2 – La dissonance éthique
20En psychologie sociale, les pathologies au travail telles que le stress ont fait l’objet d’observations et d’analyses de longues dates. Ces dernières décennies ont montré que le stress rencontré pouvait provenir d’une forme de tension entre le discours des directions et de leurs actions contredisant leur discours (Clot, 2010, Dejours 1999 et Le Goff, 1996 et 1999). Il existe une multitude de formes de tension psychologique, mais une attire l’attention des chercheurs : la dissonance cognitive.
21La dissonance cognitive dépeint un état de tension dans lequel se trouve une personne face à une situation ou un environnement opposés à ses croyances ou habitudes de faire ou de raisonner (Festinger, 1957).
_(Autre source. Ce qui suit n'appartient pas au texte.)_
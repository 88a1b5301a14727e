//! Diff acquisition: staged git changes or stdin.

use std::io::Read;
use std::process::Command;

use anyhow::{bail, Context, Result};

/// Output of `git diff --cached` in the current directory.
pub fn staged_git_diff() -> Result<String> {
    let output = Command::new("git")
        .args(["diff", "--cached"])
        .output()
        .context("failed to run `git diff --cached`")?;

    if !output.status.success() {
        bail!(
            "`git diff --cached` exited with {}: {}",
            output.status,
            String::from_utf8_lossy(&output.stderr).trim()
        );
    }

    String::from_utf8(output.stdout).context("git diff output was not valid UTF-8")
}

/// Everything on stdin until EOF.
pub fn read_stdin() -> Result<String> {
    let mut buffer = String::new();
    std::io::stdin()
        .read_to_string(&mut buffer)
        .context("failed to read diff from stdin")?;
    Ok(buffer)
}
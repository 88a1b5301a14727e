//! Prompt text used by the commit-message pipeline.

/// Placed in front of the diff (or its condensed summary).
pub const COMMIT_PROMPT: &str = "Write a git commit message for the following. \
The message starts with a one-line summary of 60 characters, followed by a \
blank line, followed by a longer but concise description of the change.\n\n";

/// Asks for a bullet list of the effects of every change in a diff chunk.
pub const CHUNK_SUMMARY_PROMPT: &str =
    "Make an unordered list of the effects of every change in this diff.\n\n";

/// Asks to condense prose summaries that are still over budget.
pub const CONDENSE_PROMPT: &str =
    "Make an unordered list that summarizes the changes described below.\n\n";
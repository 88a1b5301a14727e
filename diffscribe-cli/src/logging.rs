//! Tracing setup: stderr by default, optional append-mode logfile.

use std::fs::OpenOptions;
use std::path::PathBuf;
use std::sync::Mutex;

use anyhow::{Context, Result};
use tracing_subscriber::{fmt, EnvFilter};

pub fn init(verbose: bool, logfile: Option<&str>) -> Result<()> {
    let default = if verbose { "debug" } else { "warn" };
    let filter = EnvFilter::try_from_default_env().unwrap_or_else(|_| EnvFilter::new(default));

    match logfile {
        Some(path) => {
            let path = expand_home(path);
            let file = OpenOptions::new()
                .create(true)
                .append(true)
                .open(&path)
                .with_context(|| format!("cannot open logfile {}", path.display()))?;
            let _ = fmt()
                .with_env_filter(filter)
                .with_target(false)
                .with_ansi(false)
                .with_writer(Mutex::new(file))
                .try_init();
        }
        None => {
            let _ = fmt()
                .with_env_filter(filter)
                .with_target(false)
                .with_writer(std::io::stderr)
                .try_init();
        }
    }
    Ok(())
}

/// Expand a leading `~` to the user's home directory.
fn expand_home(path: &str) -> PathBuf {
    if path == "~" {
        return dirs::home_dir().unwrap_or_else(|| PathBuf::from("~"));
    }
    match (path.strip_prefix("~/"), dirs::home_dir()) {
        (Some(rest), Some(home)) => home.join(rest),
        _ => PathBuf::from(path),
    }
}
//! Caching wrapper around a chat backend.

use std::cell::{Cell, RefCell};
use std::collections::HashMap;

use crate::error::LlmError;
use crate::model::ModelKind;
use crate::tokens;

/// A chat-completion backend: one prompt in, one reply out.
pub trait Backend {
    fn model(&self) -> ModelKind;

    fn complete(&self, prompt: &str) -> Result<String, LlmError>;

    /// Token count used for budget decisions. The default uses the cl100k
    /// BPE so budget checks agree with what the API will count.
    fn num_tokens(&self, text: &str) -> usize {
        tokens::count(text)
    }

    /// Context budget for this backend's model.
    fn max_tokens(&self) -> usize {
        self.model().max_tokens()
    }
}

/// Wraps a backend with an in-process response cache and counters.
///
/// The recursive summarizer can revisit identical chunks; the cache keeps
/// those from turning into duplicate paid requests.
pub struct Llm<B> {
    backend: B,
    cache: RefCell<HashMap<String, String>>,
    requests: Cell<usize>,
    cache_hits: Cell<usize>,
}

impl<B: Backend> Llm<B> {
    pub fn new(backend: B) -> Self {
        Self {
            backend,
            cache: RefCell::new(HashMap::new()),
            requests: Cell::new(0),
            cache_hits: Cell::new(0),
        }
    }

    pub fn model(&self) -> ModelKind {
        self.backend.model()
    }

    pub fn max_tokens(&self) -> usize {
        self.backend.max_tokens()
    }

    pub fn num_tokens(&self, text: &str) -> usize {
        self.backend.num_tokens(text)
    }

    /// Send `prompt` to the backend, serving repeats from cache.
    pub fn ask(&self, prompt: &str) -> Result<String, LlmError> {
        if let Some(hit) = self.cache.borrow().get(prompt) {
            self.cache_hits.set(self.cache_hits.get() + 1);
            return Ok(hit.clone());
        }

        tracing::debug!(tokens = self.num_tokens(prompt), "sending prompt");
        let reply = self.backend.complete(prompt)?;
        self.requests.set(self.requests.get() + 1);
        self.cache
            .borrow_mut()
            .insert(prompt.to_owned(), reply.clone());
        Ok(reply)
    }

    /// Human-readable request/cache counters for the end-of-run line.
    pub fn counter_string(&self) -> String {
        format!(
            "{} requests, {} cache hits",
            self.requests.get(),
            self.cache_hits.get()
        )
    }
}
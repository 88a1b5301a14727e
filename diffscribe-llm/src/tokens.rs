//! Token counting via the cl100k BPE shared by the supported models.

use std::sync::LazyLock;

use tiktoken_rs::{cl100k_base, CoreBPE};

static ENCODER: LazyLock<CoreBPE> =
    LazyLock::new(|| cl100k_base().expect("failed to initialise cl100k tokenizer"));

/// Number of tokens `text` occupies in a chat completion request.
pub fn count(text: &str) -> usize {
    ENCODER.encode_with_special_tokens(text).len()
}
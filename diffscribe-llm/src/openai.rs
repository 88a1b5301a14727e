//! Wire-level OpenAI chat-completions backend.

use std::time::Duration;

use serde::{Deserialize, Serialize};

use crate::client::Backend;
use crate::error::LlmError;
use crate::model::ModelKind;

/// Default chat completions endpoint.
pub const DEFAULT_ENDPOINT: &str = "https://api.openai.com/v1/chat/completions";

/// Long diffs can take the API a while; keep the read timeout generous.
const REQUEST_TIMEOUT: Duration = Duration::from_secs(120);

// ---------------------------------------------------------------------------
// Wire types
// ---------------------------------------------------------------------------

#[derive(Debug, Serialize)]
struct ChatRequest<'a> {
    model: &'a str,
    temperature: f32,
    messages: Vec<ChatMessage<'a>>,
}

#[derive(Debug, Serialize)]
struct ChatMessage<'a> {
    role: &'a str,
    content: &'a str,
}

#[derive(Debug, Deserialize)]
struct ChatResponse {
    choices: Vec<Choice>,
}

#[derive(Debug, Deserialize)]
struct Choice {
    message: ChoiceMessage,
}

#[derive(Debug, Deserialize)]
struct ChoiceMessage {
    content: String,
}

// ---------------------------------------------------------------------------
// Backend
// ---------------------------------------------------------------------------

/// Chat-completion backend speaking the OpenAI HTTP API.
pub struct OpenAi {
    model: ModelKind,
    temperature: f32,
    api_key: String,
    endpoint: String,
    agent: ureq::Agent,
}

impl OpenAi {
    /// Build a backend from the environment. Fails immediately when
    /// `OPENAI_API_KEY` is missing so the user hears about it before any
    /// diff is read.
    pub fn new(model: ModelKind, temperature: f32) -> Result<Self, LlmError> {
        let api_key = std::env::var("OPENAI_API_KEY").map_err(|_| LlmError::MissingApiKey)?;
        Ok(Self {
            model,
            temperature,
            api_key,
            endpoint: DEFAULT_ENDPOINT.to_string(),
            agent: ureq::AgentBuilder::new()
                .timeout_read(REQUEST_TIMEOUT)
                .build(),
        })
    }

    /// Point the backend at a different endpoint (OpenAI-compatible gateways,
    /// test servers).
    pub fn with_endpoint(mut self, endpoint: impl Into<String>) -> Self {
        self.endpoint = endpoint.into();
        self
    }
}

impl Backend for OpenAi {
    fn model(&self) -> ModelKind {
        self.model
    }

    fn complete(&self, prompt: &str) -> Result<String, LlmError> {
        let request = ChatRequest {
            model: self.model.api_name(),
            temperature: self.temperature,
            messages: vec![ChatMessage {
                role: "user",
                content: prompt,
            }],
        };

        let response: ChatResponse = self
            .agent
            .post(&self.endpoint)
            .set("Authorization", &format!("Bearer {}", self.api_key))
            .send_json(&request)
            .map_err(Box::new)?
            .into_json()?;

        response
            .choices
            .into_iter()
            .next()
            .map(|choice| choice.message.content)
            .ok_or(LlmError::EmptyResponse)
    }
}
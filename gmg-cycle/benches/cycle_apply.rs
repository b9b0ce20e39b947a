//! Benchmark: ghost filling and cycle application
//!
//! Single-rank 2D Poisson hierarchies of growing size:
//! 1. Ghost fill on the finest level
//! 2. One application of V, W and FMG cycles
//!
//! Run with:
//!   cargo bench -p patchgmg-cycle --bench cycle_apply

use criterion::{black_box, criterion_group, criterion_main, BenchmarkId, Criterion, Throughput};
use domain::tools::set_values;
use domain::{
    Communicator, ExchangeGhostFiller, GhostFiller, GhostFillingType, LinearOperator,
    LinearStrategy, ThreadComm, UniformGrid, Vector,
};
use gmg::{CycleBuilder, CycleOpts, CycleType, PoissonFactory};
use std::f64::consts::PI;
use std::sync::Arc;
use std::time::Duration;

fn single_rank() -> Arc<dyn Communicator> {
    Arc::new(ThreadComm::single())
}

fn bench_ghost_fill(c: &mut Criterion) {
    let mut group = c.benchmark_group("ghost_fill_2d");
    group.warm_up_time(Duration::from_secs(1));
    group.measurement_time(Duration::from_secs(3));

    for &patches in &[2, 4, 8] {
        let grid = UniformGrid::<2>::new(patches, 16, 1).unwrap();
        let domain = Arc::new(grid.domain(0, single_rank()).unwrap());
        let filler =
            ExchangeGhostFiller::new(domain.clone(), GhostFillingType::Faces, LinearStrategy).unwrap();
        let mut u = Vector::new(&domain);
        set_values(&domain, &mut u, |x| x[0] * x[1]).unwrap();

        group.throughput(Throughput::Elements((patches * patches) as u64));
        group.bench_with_input(BenchmarkId::new("faces", patches), &patches, |b, _| {
            b.iter(|| filler.fill_ghost(black_box(&mut u)).unwrap());
        });
    }

    group.finish();
}

fn bench_cycle_apply(c: &mut Criterion) {
    let mut group = c.benchmark_group("cycle_apply_2d");
    group.warm_up_time(Duration::from_secs(1));
    group.measurement_time(Duration::from_secs(5));

    for &patches in &[4, 8] {
        let grid = UniformGrid::<2>::new(patches, 16, 1).unwrap();
        let domains = grid.domains(single_rank()).unwrap();
        let mut f = Vector::new(&domains[0]);
        set_values(&domains[0], &mut f, |x| {
            2.0 * PI * PI * (PI * x[0]).sin() * (PI * x[1]).sin()
        })
        .unwrap();
        let mut u = f.zeros_like();
        group.throughput(Throughput::Elements(f.num_local_cells() as u64));

        for cycle_type in [CycleType::V, CycleType::W, CycleType::Fmg] {
            let opts = CycleOpts {
                cycle_type,
                ..CycleOpts::default()
            };
            let cycle = CycleBuilder::from_domains(opts, &domains, &PoissonFactory::default()).unwrap();
            group.bench_with_input(
                BenchmarkId::new(cycle_type.to_string(), patches),
                &patches,
                |b, _| b.iter(|| cycle.apply(black_box(&f), &mut u).unwrap()),
            );
        }
    }

    group.finish();
}

criterion_group!(benches, bench_ghost_fill, bench_cycle_apply);
criterion_main!(benches);
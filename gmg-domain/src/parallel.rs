//! Per-patch loops with feature-gated implementations
//!
//! With the `parallel` feature the local patches of a rank are processed by rayon;
//! without it the same loops run sequentially. Communication never happens inside
//! these loops.

/// Check if parallel processing is available
#[cfg(feature = "parallel")]
pub fn is_parallel_available() -> bool {
    true
}

/// Check if parallel processing is available
#[cfg(not(feature = "parallel"))]
pub fn is_parallel_available() -> bool {
    false
}

/// Call `f(i, block)` for every `block_len`-sized block of `data`
#[cfg(feature = "parallel")]
pub fn for_each_block_mut<F>(data: &mut [f64], block_len: usize, f: F)
where
    F: Fn(usize, &mut [f64]) + Sync + Send,
{
    use rayon::prelude::*;
    if block_len == 0 {
        return;
    }
    data.par_chunks_mut(block_len)
        .enumerate()
        .for_each(|(i, block)| f(i, block));
}

/// Call `f(i, block)` for every `block_len`-sized block of `data` (sequential fallback)
#[cfg(not(feature = "parallel"))]
pub fn for_each_block_mut<F>(data: &mut [f64], block_len: usize, f: F)
where
    F: Fn(usize, &mut [f64]),
{
    if block_len == 0 {
        return;
    }
    data.chunks_mut(block_len)
        .enumerate()
        .for_each(|(i, block)| f(i, block));
}

/// Sum `f(i)` over `0..count`
#[cfg(feature = "parallel")]
pub fn sum_indexed<F>(count: usize, f: F) -> f64
where
    F: Fn(usize) -> f64 + Sync + Send,
{
    use rayon::prelude::*;
    // collected first so the summation order does not depend on the thread count
    let parts: Vec<f64> = (0..count).into_par_iter().map(f).collect();
    parts.iter().sum()
}

/// Sum `f(i)` over `0..count` (sequential fallback)
#[cfg(not(feature = "parallel"))]
pub fn sum_indexed<F>(count: usize, f: F) -> f64
where
    F: Fn(usize) -> f64,
{
    (0..count).map(f).sum()
}

#[cfg(test)]
mod tests {
    use super::*;

    #[test]
    fn test_for_each_block_mut() {
        let mut data = vec![0.0; 6];
        for_each_block_mut(&mut data, 2, |i, block| {
            for v in block.iter_mut() {
                *v = i as f64;
            }
        });
        assert_eq!(data, vec![0.0, 0.0, 1.0, 1.0, 2.0, 2.0]);
    }

    #[test]
    fn test_parallel_availability_follows_the_feature() {
        assert_eq!(is_parallel_available(), cfg!(feature = "parallel"));
    }

    #[test]
    fn test_sum_indexed() {
        assert_eq!(sum_indexed(4, |i| i as f64), 6.0);
    }
}
//! Poisson solver driver for patch-based geometric multigrid
//!
//! Solves `-Δu = f` on the unit square or cube with a manufactured solution, running
//! every rank as a thread over the in-process transport, and reports the residual
//! history and the discretization error.
//!
//! Usage:
//!   cargo run --release --bin gmg-poisson -- --patches 8 --cells 16 --ranks 4
//!   cargo run --release --bin gmg-poisson -- --config run.json --solver cg
//!   cargo run --release --bin gmg-poisson -- --help

use anyhow::Context;
use clap::{Parser, ValueEnum};
use domain::tools::{integrate, set_values};
use domain::{Communicator, Domain, ThreadComm, UniformGrid, Vector};
use gmg::{
    add_dirichlet_bc_to_rhs, add_neumann_bc_to_rhs, solve_multigrid, BoundaryCondition,
    CycleBuilder, CycleType, OuterSolver, RunConfig,
};
use solvers::{bicgstab_preconditioned, cg_preconditioned};
use std::f64::consts::PI;
use std::path::PathBuf;
use std::sync::Arc;
use std::thread;
use std::time::Instant;

#[derive(Parser, Debug)]
#[command(name = "gmg-poisson")]
#[command(about = "Poisson solver using patch-based geometric multigrid")]
struct Args {
    /// Path to JSON configuration file
    #[arg(short, long)]
    config: Option<PathBuf>,

    /// Spatial dimension (2 or 3)
    #[arg(short, long)]
    dim: Option<usize>,

    /// Patches along each axis on the finest level
    #[arg(short, long)]
    patches: Option<usize>,

    /// Cells along each axis of a patch
    #[arg(long)]
    cells: Option<usize>,

    /// Number of in-process ranks
    #[arg(short, long)]
    ranks: Option<usize>,

    /// Cycle type (V, W or FMG)
    #[arg(long)]
    cycle_type: Option<CycleType>,

    /// Maximum outer iterations
    #[arg(long)]
    max_iterations: Option<usize>,

    /// Outer solver
    #[arg(short, long)]
    solver: Option<CliSolver>,

    /// Print the resolved configuration as JSON and exit
    #[arg(long)]
    print_config: bool,
}

#[derive(Debug, Clone, Copy, ValueEnum)]
enum CliSolver {
    Multigrid,
    Cg,
    Bicgstab,
}

impl From<CliSolver> for OuterSolver {
    fn from(solver: CliSolver) -> Self {
        match solver {
            CliSolver::Multigrid => OuterSolver::Multigrid,
            CliSolver::Cg => OuterSolver::Cg,
            CliSolver::Bicgstab => OuterSolver::BiCgStab,
        }
    }
}

/// What rank 0 reports once the solve is over
#[derive(Debug)]
struct Report {
    num_levels: usize,
    iterations: usize,
    converged: bool,
    residual_history: Vec<f64>,
    max_error: f64,
}

fn main() -> anyhow::Result<()> {
    env_logger::init();
    let args = Args::parse();

    let mut config = match &args.config {
        Some(path) => RunConfig::from_file(path)
            .with_context(|| format!("loading configuration from {}", path.display()))?,
        None => RunConfig::default(),
    };
    apply_overrides(&mut config, &args);
    config.validate()?;

    if args.print_config {
        println!("{}", config.to_json()?);
        return Ok(());
    }

    let p = &config.problem;
    println!("=== Patch GMG Poisson Solver ===");
    println!(
        "  {}D, {} patches per axis of {} cells, {} rank(s)",
        p.dim, p.patches_per_axis, p.cells_per_patch, p.ranks
    );
    println!(
        "  {} cycle, {:?} smoother, {:?} boundary, {:?} outer solver",
        config.cycle.cycle_type, config.smoother.smoother_type, config.boundary, config.solver
    );
    log::info!(
        "per-patch loops: {}",
        if domain::parallel::is_parallel_available() { "rayon" } else { "sequential" }
    );

    let start = Instant::now();
    let report = match p.dim {
        2 => run::<2>(&config)?,
        3 => run::<3>(&config)?,
        other => anyhow::bail!("unsupported dimension {other}"),
    };
    let elapsed = start.elapsed();

    println!("\n  levels: {}", report.num_levels);
    for (i, r) in report.residual_history.iter().enumerate() {
        println!("  iteration {i:3}: relative residual {r:.6e}");
    }
    println!(
        "\n  {} after {} iterations in {:.2?}",
        if report.converged { "converged" } else { "NOT converged" },
        report.iterations,
        elapsed
    );
    println!("  max error vs exact solution: {:.6e}", report.max_error);
    Ok(())
}

fn apply_overrides(config: &mut RunConfig, args: &Args) {
    if let Some(dim) = args.dim {
        config.problem.dim = dim;
    }
    if let Some(patches) = args.patches {
        config.problem.patches_per_axis = patches;
    }
    if let Some(cells) = args.cells {
        config.problem.cells_per_patch = cells;
    }
    if let Some(ranks) = args.ranks {
        config.problem.ranks = ranks;
    }
    if let Some(cycle_type) = args.cycle_type {
        config.cycle.cycle_type = cycle_type;
    }
    if let Some(max_iterations) = args.max_iterations {
        config.multigrid.max_iterations = max_iterations;
        config.krylov.max_iterations = max_iterations;
    }
    if let Some(solver) = args.solver {
        config.solver = solver.into();
    }
}

fn run<const D: usize>(config: &RunConfig) -> anyhow::Result<Report> {
    let p = &config.problem;
    let grid = UniformGrid::<D>::new(p.patches_per_axis, p.cells_per_patch, p.num_ghost_cells)?;
    let comms = ThreadComm::world(p.ranks);

    let reports = thread::scope(|s| {
        let handles: Vec<_> = comms
            .into_iter()
            .map(|comm| {
                let grid = &grid;
                s.spawn(move || solve_on_rank(config, grid, Arc::new(comm)))
            })
            .collect();
        handles
            .into_iter()
            .map(|h| h.join().map_err(|_| anyhow::anyhow!("a rank thread panicked")))
            .collect::<anyhow::Result<Vec<_>>>()
    })?;

    let mut first = None;
    for (rank, report) in reports.into_iter().enumerate() {
        let report = report.with_context(|| format!("rank {rank} failed"))?;
        if first.is_none() {
            first = Some(report);
        }
    }
    first.context("no ranks were run")
}

fn solve_on_rank<const D: usize>(
    config: &RunConfig,
    grid: &UniformGrid<D>,
    comm: Arc<dyn Communicator>,
) -> domain::Result<Report> {
    let domains = grid.domains(comm)?;
    let factory = config.poisson_factory();
    let cycle = CycleBuilder::from_domains(config.cycle.clone(), &domains, &factory)?;
    let finest = &domains[0];

    let exact = manufactured_solution::<D>(config.boundary);
    let mut f = Vector::new(finest);
    set_values(finest, &mut f, |x| D as f64 * PI * PI * exact(x))?;
    match config.boundary {
        BoundaryCondition::Dirichlet => add_dirichlet_bc_to_rhs(finest, &mut f, &exact)?,
        BoundaryCondition::Neumann => add_neumann_bc_to_rhs(finest, &mut f, gradient::<D>)?,
    }

    let mut u = f.zeros_like();
    let (iterations, converged, residual_history) = match config.solver {
        OuterSolver::Multigrid => {
            let result = solve_multigrid(&cycle, &f, &mut u, &config.multigrid)?;
            (result.iterations, result.converged, result.residual_history)
        }
        OuterSolver::Cg => {
            let result = cg_preconditioned(cycle.operator(), &cycle, &f, &mut u, &config.krylov)?;
            (result.iterations, result.converged, vec![result.residual])
        }
        OuterSolver::BiCgStab => {
            let result = bicgstab_preconditioned(cycle.operator(), &cycle, &f, &mut u, &config.krylov)?;
            (result.iterations, result.converged, vec![result.residual])
        }
    };

    let max_error = max_error(finest, &u, &exact, config.boundary)?;
    Ok(Report {
        num_levels: cycle.num_levels(),
        iterations,
        converged,
        residual_history,
        max_error,
    })
}

/// `Π sin(π x)` vanishes on the boundary, `Π cos(π x)` has a zero normal derivative there
fn manufactured_solution<const D: usize>(boundary: BoundaryCondition) -> impl Fn([f64; D]) -> f64 {
    move |x: [f64; D]| {
        x.iter()
            .map(|&xi| match boundary {
                BoundaryCondition::Dirichlet => (PI * xi).sin(),
                BoundaryCondition::Neumann => (PI * xi).cos(),
            })
            .product()
    }
}

fn gradient<const D: usize>(x: [f64; D]) -> [f64; D] {
    let mut grad = [0.0; D];
    for (axis, g) in grad.iter_mut().enumerate() {
        *g = -PI
            * x.iter()
                .enumerate()
                .map(|(j, &xj)| if j == axis { (PI * xj).sin() } else { (PI * xj).cos() })
                .product::<f64>();
    }
    grad
}

/// Max-norm error; Neumann solutions are compared up to their mean (collective)
fn max_error<const D: usize>(
    domain: &Domain<D>,
    u: &Vector<D>,
    exact: &impl Fn([f64; D]) -> f64,
    boundary: BoundaryCondition,
) -> domain::Result<f64> {
    let mut error = u.zeros_like();
    set_values(domain, &mut error, exact)?;
    error.scale(-1.0);
    error.add_scaled(1.0, u)?;
    if boundary == BoundaryCondition::Neumann {
        let mean = integrate(domain, &error)?;
        error.shift(-mean);
    }
    error.inf_norm()
}
//! Direct solvers for linear systems
//!
//! - [`lu_solve`]: LU decomposition with partial pivoting
//! - [`DenseSolver`]: sample a small distributed operator into a dense matrix and factor it

mod dense;
mod lu;

pub use dense::{assemble_dense, DenseSolver};
pub use lu::{lu_factorize, lu_solve, LuError, LuFactorization};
La dissonance cognitive a été formulée la première fois en tant que théorie par Léon Festinger (1957). Selon cette théorie, la dissonance apparaît quand un individu se trouve en face de deux cognitions incompatibles, par exemple fumer une cigarette en sachant que fumer cause le cancer (Gire et Williams, 2007). La dissonance résulte donc d’une tension psychologique ou d’un manque d’harmonie interne qui amènera la personne qui la vit à des actions pour réduire cette pression (Aronson, 1968). Pour y parvenir il conviendrait de supprimer un des éléments source de la dissonance (Festinger, 1957 et Gire et Williams, 2007). Les managers expérimentent de nombreuses situations génératrices de dissonances cognitives, particulièrement par rapport aux dilemmes éthiques vécus au sein des entreprises (Moser, 1988, Viswesvaran et Deshpande, 1996 et Lii, 2001).
22La dissonance éthique quant à elle, se rapporte à la théorie sur la cohérence entre notre éthique ou nos valeurs morales vis-à-vis du travail. Elle nous permet de répondre à la question suivante : comment les individus tentent d’avoir une cohérence à partir de leur éthique personnelle, de l’éthique de l’entreprise et de leurs actions pour trouver du sens à leur travail et bénéficier éventuellement d’un bien être psychologique ? S’il y a présence d’une incohérence entre l’éthique personnelle de l’individu et celle imposée par l’entreprise, il y a un fort degré de dissonance éthique.
23Certains chercheurs ont souligné la présence de ce phénomène de dissonance dans le cas de dilemme éthique (Moser, 1988 et Viswesvaran et Deshpande, 1996). Cependant, ils comparent le modèle décrit par Festinger (1957) et le mettent en corrélation avec des facteurs ou des situations. Notre point de vue se veut différent. Bien que très ressemblant, ces deux dissonances portent en elles les mêmes composantes fondamentales communes : la cohérence ou l’équilibre entre soi et l’environnement (monde extérieur). Elle n’apparaît que lorsque la tension et le déséquilibre proviennent de causes de nature morale ou éthique. En cela, le processus n’est pas novateur. Nous voulons toutefois porter un éclairage sur le fait que l’on évoque peu les dissonances cognitives qui ont pour source des enjeux éthiques professionnels. Leurs impacts sont pourtant importants, tant pour celui ou celle qui le vit que pour l’organisation. Nous faisons l’hypothèse que la dissonance est présente et qu’elle peut avoir des ramifications sur les valeurs et l’éthique entraînant ainsi du stress et de la détresse psychologique chez les personnes.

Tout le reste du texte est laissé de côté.